» Exercise prompt
When you reach the line that contains "let mut missing = Vec::new();" in the data below, start reproducing lines exactly, and stop after the line that contains "modify environment variables".

+++

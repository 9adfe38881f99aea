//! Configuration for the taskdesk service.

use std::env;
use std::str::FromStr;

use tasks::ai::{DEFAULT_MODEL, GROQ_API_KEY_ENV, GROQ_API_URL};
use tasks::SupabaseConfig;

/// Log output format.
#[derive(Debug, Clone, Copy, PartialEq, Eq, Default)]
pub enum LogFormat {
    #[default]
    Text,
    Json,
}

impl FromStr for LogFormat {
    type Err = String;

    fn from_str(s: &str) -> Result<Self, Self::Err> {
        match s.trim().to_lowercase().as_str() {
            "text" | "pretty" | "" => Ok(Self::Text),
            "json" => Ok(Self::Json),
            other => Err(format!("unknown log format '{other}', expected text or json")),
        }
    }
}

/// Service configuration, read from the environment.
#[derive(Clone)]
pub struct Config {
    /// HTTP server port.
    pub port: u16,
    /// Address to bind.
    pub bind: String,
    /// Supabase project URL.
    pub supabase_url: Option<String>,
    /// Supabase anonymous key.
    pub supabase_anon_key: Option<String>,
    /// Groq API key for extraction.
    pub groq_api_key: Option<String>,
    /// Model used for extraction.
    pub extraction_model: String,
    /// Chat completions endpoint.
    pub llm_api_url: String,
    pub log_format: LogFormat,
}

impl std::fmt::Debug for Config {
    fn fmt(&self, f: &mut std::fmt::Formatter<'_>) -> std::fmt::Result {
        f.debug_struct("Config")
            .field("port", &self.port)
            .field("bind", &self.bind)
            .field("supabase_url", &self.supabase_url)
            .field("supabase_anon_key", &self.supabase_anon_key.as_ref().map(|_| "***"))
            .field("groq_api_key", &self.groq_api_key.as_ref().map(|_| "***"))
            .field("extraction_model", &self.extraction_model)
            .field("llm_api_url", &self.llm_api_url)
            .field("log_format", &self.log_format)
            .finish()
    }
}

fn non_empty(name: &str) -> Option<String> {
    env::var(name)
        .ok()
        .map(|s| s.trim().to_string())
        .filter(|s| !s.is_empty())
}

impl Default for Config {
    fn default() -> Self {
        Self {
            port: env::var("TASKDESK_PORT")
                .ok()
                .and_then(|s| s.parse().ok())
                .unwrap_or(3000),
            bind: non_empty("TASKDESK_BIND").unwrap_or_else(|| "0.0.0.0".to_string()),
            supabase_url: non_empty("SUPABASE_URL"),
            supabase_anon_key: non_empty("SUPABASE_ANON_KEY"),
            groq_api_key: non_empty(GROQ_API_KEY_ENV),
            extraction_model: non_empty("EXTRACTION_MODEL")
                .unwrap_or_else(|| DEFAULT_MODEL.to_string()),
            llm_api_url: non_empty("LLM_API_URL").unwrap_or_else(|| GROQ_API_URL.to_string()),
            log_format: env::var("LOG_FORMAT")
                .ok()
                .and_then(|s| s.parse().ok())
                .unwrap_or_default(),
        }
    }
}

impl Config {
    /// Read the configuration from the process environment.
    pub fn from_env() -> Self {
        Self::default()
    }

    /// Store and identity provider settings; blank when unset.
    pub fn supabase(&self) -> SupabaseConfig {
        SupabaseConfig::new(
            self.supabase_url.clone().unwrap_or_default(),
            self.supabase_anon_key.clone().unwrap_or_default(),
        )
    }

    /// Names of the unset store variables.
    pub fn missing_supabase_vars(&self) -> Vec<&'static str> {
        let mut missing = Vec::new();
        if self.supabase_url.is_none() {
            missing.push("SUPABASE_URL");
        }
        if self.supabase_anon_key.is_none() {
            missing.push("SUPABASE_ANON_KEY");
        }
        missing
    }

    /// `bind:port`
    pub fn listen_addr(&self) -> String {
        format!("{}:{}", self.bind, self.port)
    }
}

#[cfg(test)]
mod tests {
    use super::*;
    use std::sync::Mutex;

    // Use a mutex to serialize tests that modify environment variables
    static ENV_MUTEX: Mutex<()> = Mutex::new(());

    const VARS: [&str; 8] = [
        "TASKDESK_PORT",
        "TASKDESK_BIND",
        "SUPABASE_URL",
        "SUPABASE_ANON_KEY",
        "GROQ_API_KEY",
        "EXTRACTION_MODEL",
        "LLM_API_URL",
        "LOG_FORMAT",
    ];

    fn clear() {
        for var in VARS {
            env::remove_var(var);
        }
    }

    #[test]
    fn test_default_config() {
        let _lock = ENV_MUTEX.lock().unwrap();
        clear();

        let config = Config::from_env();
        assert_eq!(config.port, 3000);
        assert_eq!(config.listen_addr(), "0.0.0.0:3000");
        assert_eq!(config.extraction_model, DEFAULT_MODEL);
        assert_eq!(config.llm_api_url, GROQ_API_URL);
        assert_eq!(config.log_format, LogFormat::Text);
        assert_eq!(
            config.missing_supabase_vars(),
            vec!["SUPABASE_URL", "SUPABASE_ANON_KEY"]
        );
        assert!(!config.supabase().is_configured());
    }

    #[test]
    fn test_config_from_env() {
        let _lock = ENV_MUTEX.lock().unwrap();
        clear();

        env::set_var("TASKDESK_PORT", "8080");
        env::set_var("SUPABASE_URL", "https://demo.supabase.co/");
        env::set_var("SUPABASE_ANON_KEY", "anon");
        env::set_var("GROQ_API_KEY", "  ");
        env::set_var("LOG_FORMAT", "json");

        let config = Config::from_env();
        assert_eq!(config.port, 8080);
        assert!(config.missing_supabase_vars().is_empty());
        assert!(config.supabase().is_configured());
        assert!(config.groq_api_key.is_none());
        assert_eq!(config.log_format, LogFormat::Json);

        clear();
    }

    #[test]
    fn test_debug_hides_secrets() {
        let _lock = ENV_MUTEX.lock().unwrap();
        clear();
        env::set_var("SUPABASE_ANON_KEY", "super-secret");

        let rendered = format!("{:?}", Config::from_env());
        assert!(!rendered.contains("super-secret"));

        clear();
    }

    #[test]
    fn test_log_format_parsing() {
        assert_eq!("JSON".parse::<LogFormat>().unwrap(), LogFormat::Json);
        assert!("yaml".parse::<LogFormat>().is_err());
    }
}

+++

» Task solution
        let mut missing = Vec::new();
        if self.supabase_url.is_none() {
            missing.push("SUPABASE_URL");
        }
        if self.supabase_anon_key.is_none() {
            missing.push("SUPABASE_ANON_KEY");
        }
        missing
    }

    /// `bind:port`
    pub fn listen_addr(&self) -> String {
        format!("{}:{}", self.bind, self.port)
    }
}

#[cfg(test)]
mod tests {
    use super::*;
    use std::sync::Mutex;

    // Use a mutex to serialize tests that modify environment variables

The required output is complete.